The obvious failure of the Nigerian government and its leaders to forge national integration, promote understanding across ethno-religious divides, and ensure economic progress of all religions has led to mental and financial poverty, as well as unemployment. All you need to do is to tell a hungry, illiterate man that the next person is the enemy preventing him from living the life he so desires to live, and he will brandish the sword, ready to spill blood without a second thought.
Poverty and unemployment have become the soil upon which ethno-religious conflicts have been planted and continue to grow in Nigeria. This is why the leaders do not move an inch to do anything about education and unemployment, because it would become more difficult to convince an educated, enlightened, and employed man that the next person is his enemy simply because they speak and worship differently.
Employment and political appointments also create an avenue for further ethnic and religious divisions, as people, in whose hands the keys to the jobs lie, will distribute same only to those of the same religious and ethnic inclinations, blatantly ignoring equity, fairness, and even the federal character.

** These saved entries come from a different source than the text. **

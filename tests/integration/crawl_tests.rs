//! Integration tests for the crawler
//!
//! These tests use wiremock to serve a small catalog API and run the real
//! HTTP fetcher and SQLite store end-to-end.

use catalog_walker::config::{
    ApiConfig, BrowserConfig, Config, CrawlerConfig, OutputConfig, StoreEntry,
};
use catalog_walker::crawler::{crawl, Coordinator, HttpPageFetcher, PageFetcher};
use catalog_walker::storage::{open_storage, CatalogStore, RunStatus, SqliteCatalogStore};
use catalog_walker::{Category, RunMode};
use serde_json::json;
use tempfile::TempDir;
use wiremock::matchers::{method, path, query_param};
use wiremock::{Mock, MockServer, ResponseTemplate};

const DEPARTMENTS: &str = "/api/v3/stores/1/departments/";

/// Creates a test configuration pointing at the mock server
fn create_test_config(base_url: &str, db_path: &str) -> Config {
    Config {
        crawler: CrawlerConfig::default(),
        browser: BrowserConfig {
            settle_delay_ms: 0, // No settling needed against a mock
            ..BrowserConfig::default()
        },
        api: ApiConfig {
            base_url: base_url.to_string(),
        },
        output: OutputConfig {
            database_path: db_path.to_string(),
        },
        stores: vec![StoreEntry {
            id: 1,
            slug: "auchan".to_string(),
        }],
    }
}

/// Mounts one listing page of `slug`
async fn mount_listing(server: &MockServer, slug: &str, page: u32, body: serde_json::Value) {
    Mock::given(method("GET"))
        .and(path(format!("{}{}", DEPARTMENTS, slug)))
        .and(query_param("page", page.to_string()))
        .respond_with(ResponseTemplate::new(200).set_body_json(body))
        .mount(server)
        .await;
}

/// Mounts the children probe of `slug`
///
/// Must be mounted after the listings of the same slug so those win.
async fn mount_probe(server: &MockServer, slug: &str, leaf: bool) {
    let response = if leaf {
        ResponseTemplate::new(404).set_body_json(json!({"message": "category without children"}))
    } else {
        ResponseTemplate::new(200).set_body_json(json!({"department": {"slug": slug}}))
    };

    Mock::given(method("GET"))
        .and(path(format!("{}{}", DEPARTMENTS, slug)))
        .respond_with(response)
        .mount(server)
        .await;
}

/// Root: Food(1, internal) and Drinks(2, leaf); Food: Dairy(11, leaf)
async fn mount_catalog(server: &MockServer) {
    mount_listing(
        server,
        "",
        1,
        json!({"departments": [
            {"id": 1, "slug": "food", "name": "Food"},
            {"id": 2, "slug": "drinks", "name": "Drinks",
             "products": [{"name": "Water", "image_urls": ["w.jpg"], "canonical_url": "/water"}]}
        ]}),
    )
    .await;
    mount_listing(server, "", 2, json!({"departments": []})).await;

    mount_listing(
        server,
        "food",
        1,
        json!({"department": {"id": 1}, "departments": [
            {"id": 11, "slug": "dairy", "name": "Dairy",
             "products": [{"name": "Milk"}, {"name": "Kefir"}]}
        ]}),
    )
    .await;
    mount_listing(server, "food", 2, json!({"department": {"id": 1}, "departments": []})).await;

    mount_probe(server, "food", false).await;
    mount_probe(server, "drinks", true).await;
    mount_probe(server, "dairy", true).await;
}

#[tokio::test]
async fn test_full_crawl_single_store() {
    let server = MockServer::start().await;
    mount_catalog(&server).await;

    let temp_dir = TempDir::new().unwrap();
    let db_path = temp_dir.path().join("catalog.db");
    let config = create_test_config(&server.uri(), db_path.to_str().unwrap());

    let reports = crawl(config, "hash", RunMode::Full, None).await.unwrap();

    assert_eq!(reports.len(), 1);
    assert_eq!(reports[0].item_count(), 3);
    assert_eq!(reports[0].unique_categories, 4);

    let store = open_storage(&db_path).unwrap();
    let categories = store.list_categories().unwrap();
    assert_eq!(categories.len(), 4);
    assert_eq!(categories[0], Category::root());
    assert!(categories.contains(&Category::internal(1, "Food", 0)));
    assert!(categories.contains(&Category::leaf(2, "Drinks", 0)));
    assert!(categories.contains(&Category::leaf(11, "Dairy", 1)));

    let products = store.list_products().unwrap();
    assert_eq!(products.len(), 3);
    let water = products
        .iter()
        .find(|p| p.name.as_deref() == Some("Water"))
        .unwrap();
    assert_eq!(water.category_id, 2);
    assert_eq!(water.image_url.as_deref(), Some("w.jpg"));
    assert_eq!(water.link.as_deref(), Some("/water"));

    let run = store.get_latest_run().unwrap().unwrap();
    assert_eq!(run.status, RunStatus::Completed);
    assert_eq!(run.item_count, Some(3));
}

#[tokio::test]
async fn test_second_full_crawl_replaces_data() {
    let server = MockServer::start().await;
    mount_catalog(&server).await;

    let temp_dir = TempDir::new().unwrap();
    let db_path = temp_dir.path().join("catalog.db");
    let config = create_test_config(&server.uri(), db_path.to_str().unwrap());

    crawl(config.clone(), "hash", RunMode::Full, None).await.unwrap();
    crawl(config, "hash", RunMode::Full, Some("AUCHAN")).await.unwrap();

    let store = open_storage(&db_path).unwrap();
    assert_eq!(store.count_categories().unwrap(), 4);
    assert_eq!(store.count_products().unwrap(), 3);
}

#[tokio::test]
async fn test_incremental_crawl_keeps_existing_rows() {
    let server = MockServer::start().await;
    mount_catalog(&server).await;

    let temp_dir = TempDir::new().unwrap();
    let db_path = temp_dir.path().join("catalog.db");
    let config = create_test_config(&server.uri(), db_path.to_str().unwrap());

    crawl(config.clone(), "hash", RunMode::Full, None).await.unwrap();
    let reports = crawl(config, "hash", RunMode::Incremental, None).await.unwrap();

    // Nothing new to write, products are appended again
    assert_eq!(reports[0].categories_written, 0);
    let store = open_storage(&db_path).unwrap();
    assert_eq!(store.count_categories().unwrap(), 4);
    assert_eq!(store.count_products().unwrap(), 6);
    assert_eq!(store.list_runs().unwrap().len(), 2);
}

#[tokio::test]
async fn test_rendered_page_is_decoded_from_pre() {
    let server = MockServer::start().await;
    Mock::given(method("GET"))
        .and(path(DEPARTMENTS))
        .respond_with(
            ResponseTemplate::new(200)
                .set_body_string(
                    r#"<html><head></head><body><pre>{"department":{"id":7},"departments":[]}</pre></body></html>"#,
                )
                .insert_header("content-type", "text/html"),
        )
        .mount(&server)
        .await;

    let fetcher = HttpPageFetcher::new(&BrowserConfig {
        settle_delay_ms: 0,
        ..BrowserConfig::default()
    })
    .unwrap();

    let document = fetcher
        .fetch(&format!("{}{}?page=1", server.uri(), DEPARTMENTS))
        .await;

    assert_eq!(document, json!({"department": {"id": 7}, "departments": []}));
}

#[tokio::test]
async fn test_unreachable_server_yields_empty_document() {
    // Nothing listens on port 1
    let uri = "http://127.0.0.1:1/api/v3/stores/1/departments/";

    let fetcher = HttpPageFetcher::new(&BrowserConfig {
        settle_delay_ms: 0,
        request_timeout_secs: Some(5),
        ..BrowserConfig::default()
    })
    .unwrap();

    assert_eq!(fetcher.fetch(uri).await, json!({}));
    assert_eq!(fetcher.fetch_ephemeral(uri).await, json!({}));
}

#[tokio::test]
async fn test_probe_uses_isolated_context() {
    let server = MockServer::start().await;
    Mock::given(method("GET"))
        .and(path(format!("{}dairy", DEPARTMENTS)))
        .respond_with(
            ResponseTemplate::new(404)
                .set_body_json(json!({"message": "category without children"})),
        )
        .expect(1)
        .mount(&server)
        .await;

    let fetcher = HttpPageFetcher::new(&BrowserConfig {
        settle_delay_ms: 0,
        ..BrowserConfig::default()
    })
    .unwrap();

    let document = fetcher
        .fetch_ephemeral(&format!("{}{}dairy", server.uri(), DEPARTMENTS))
        .await;

    assert_eq!(document["message"], "category without children");
}

#[tokio::test]
async fn test_coordinator_over_http_with_in_memory_store() {
    let server = MockServer::start().await;
    mount_catalog(&server).await;

    let config = create_test_config(&server.uri(), ":memory:");
    let fetcher = HttpPageFetcher::new(&config.browser).unwrap();
    let store = SqliteCatalogStore::new_in_memory().unwrap();
    let mut coordinator = Coordinator::new(config, "hash", fetcher, store);

    let report = coordinator.run_selected("auchan", RunMode::Full).await.unwrap();

    assert_eq!(report.categories_written, 4);
    assert_eq!(coordinator.store().count_leaf_categories().unwrap(), 2);
}
//! Statistics generation from the catalog database
//!
//! This module provides functionality for extracting and displaying
//! catalog statistics from the storage layer.

use crate::storage::{CatalogStore, RunRecord, RunStatus};
use crate::CatalogError;

/// Catalog statistics summary
#[derive(Debug, Clone)]
pub struct CatalogStatistics {
    /// Total number of stored categories, root included
    pub total_categories: u64,

    /// Categories marked final
    pub leaf_categories: u64,

    /// Categories with children
    pub internal_categories: u64,

    /// Total number of stored products
    pub total_products: u64,

    /// Recorded runs, oldest first
    pub runs: Vec<RunRecord>,
}

impl CatalogStatistics {
    /// Average number of products per final category
    pub fn products_per_leaf(&self) -> f64 {
        if self.leaf_categories == 0 {
            0.0
        } else {
            self.total_products as f64 / self.leaf_categories as f64
        }
    }
}

/// Loads statistics from storage
///
/// # Arguments
///
/// * `storage` - The storage backend to query
///
/// # Returns
///
/// * `Ok(CatalogStatistics)` - Successfully loaded statistics
/// * `Err(CatalogError)` - Failed to query statistics
pub fn load_statistics(storage: &dyn CatalogStore) -> Result<CatalogStatistics, CatalogError> {
    let total_categories = storage.count_categories()?;
    let leaf_categories = storage.count_leaf_categories()?;
    let total_products = storage.count_products()?;
    let runs = storage.list_runs()?;

    Ok(CatalogStatistics {
        total_categories,
        leaf_categories,
        internal_categories: total_categories.saturating_sub(leaf_categories),
        total_products,
        runs,
    })
}

/// Prints statistics to stdout in a formatted manner
///
/// # Arguments
///
/// * `stats` - The statistics to display
pub fn print_statistics(stats: &CatalogStatistics) {
    println!("=== Catalog Statistics ===\n");

    println!("Overview:");
    println!("  Categories: {}", stats.total_categories);
    println!("    Final: {}", stats.leaf_categories);
    println!("    With children: {}", stats.internal_categories);
    println!("  Products: {}", stats.total_products);
    println!("  Products per final category: {:.1}", stats.products_per_leaf());
    println!();

    if stats.runs.is_empty() {
        println!("No runs recorded");
        return;
    }

    println!("Runs ({}):", stats.runs.len());
    for run in &stats.runs {
        let outcome = match run.status {
            RunStatus::Completed => format!(
                "{} items, {} categories",
                run.item_count.unwrap_or(0),
                run.category_count.unwrap_or(0)
            ),
            RunStatus::Failed => run
                .error_message
                .clone()
                .unwrap_or_else(|| "unknown error".to_string()),
            RunStatus::Running => "unfinished".to_string(),
        };
        println!(
            "  #{} {} ({}) {} at {}: {}",
            run.id,
            run.store_slug,
            run.mode,
            run.status.to_db_string(),
            run.started_at,
            outcome
        );
    }
}

#[cfg(test)]
mod tests {
    use super::*;
    use crate::model::{Category, Product, RunMode};
    use crate::storage::SqliteCatalogStore;

    #[test]
    fn test_load_statistics_counts_by_kind() {
        let mut store = SqliteCatalogStore::new_in_memory().unwrap();
        let root = Category::root();
        let food = Category::internal(1, "Food", 0);
        let dairy = Category::leaf(11, "Dairy", 1);
        let drinks = Category::leaf(2, "Drinks", 0);
        for category in [&root, &food, &dairy, &drinks] {
            store.insert(category.into()).unwrap();
        }
        for name in ["Milk", "Kefir", "Water"] {
            let product = Product::new(Some(name.to_string()), None, 11, None);
            store.insert((&product).into()).unwrap();
        }
        let run_id = store.create_run("auchan", RunMode::Full, "hash").unwrap();
        store.complete_run(run_id, 3, 4).unwrap();

        let stats = load_statistics(&store).unwrap();

        assert_eq!(stats.total_categories, 4);
        assert_eq!(stats.leaf_categories, 2);
        assert_eq!(stats.internal_categories, 2);
        assert_eq!(stats.total_products, 3);
        assert_eq!(stats.runs.len(), 1);
        assert!((stats.products_per_leaf() - 1.5).abs() < f64::EPSILON);
    }

    #[test]
    fn test_empty_database_statistics() {
        let store = SqliteCatalogStore::new_in_memory().unwrap();
        let stats = load_statistics(&store).unwrap();

        assert_eq!(stats.total_categories, 0);
        assert_eq!(stats.products_per_leaf(), 0.0);
        assert!(stats.runs.is_empty());
    }
}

The Nigerian political scene would be a lot saner if the leaders didn’t pull out the ethnic and religious card every time the polls approach. Suddenly, the political elites remember how one tribe or religion is unworthy of trust and leadership, and they begin to use every means possible to create a divide among the electorate, just to favour their dishonest interests.
Of all the states in Nigeria where this has been the case, Lagos has so far been the worst. Whenever a governorship election nears, the ethnic card gets played, especially when it seems that the Igbos are leaning towards a candidate that doesn’t belong to the party in power. We saw it happen in 2011, 2014, and even 2019, when ethnic profiling became the order of the day, and tales of ethnic domination by strangers and non-indigenes became rife.
The just-concluded 2023 governorship elections in Lagos were no different, as the entire world watched the ethnic battles that occurred simply because the selfish elites wanted to hold onto power.
Almost a month after the February 25th Presidential elections, and there is already palpable tension as candidates from the three major ethnic groups head to court to battle over the winner of the elections. From public sentiment it is already possible to predict how the country would be thrown into chaos if the court rules against the candidate of the South East, at a time when the Muslim-Muslim ticket has created displeasure amongst the Christian folk, and the last-minute disregard of the zoning formula raised ethnic displeasure.
It is clear, without all doubt, that the political elites in Nigeria have chosen to ignore the fact that Nigeria is on the edge of a precipice, and would fall swiftly into the dark abyss, never to be heard of as a singular country again, if something isn’t done to stop the ethnic and religious battles that continue on-end.
Nigerians must also wake up and battle their slave masters and oppressors garbed as ethnic, religious, and political leaders who continue to exploit their ethnic and religious inclinations for personal gain. Think about it for a minute. When has the average Nigerian ever gained something from these ethno-religious conflicts? Never. Can you say the same for the nation’s leaders? Absolutely not.
Nigeria might already be destroyed beyond fixing, but who knows? It might not be too late to prevent the ultimate destruction.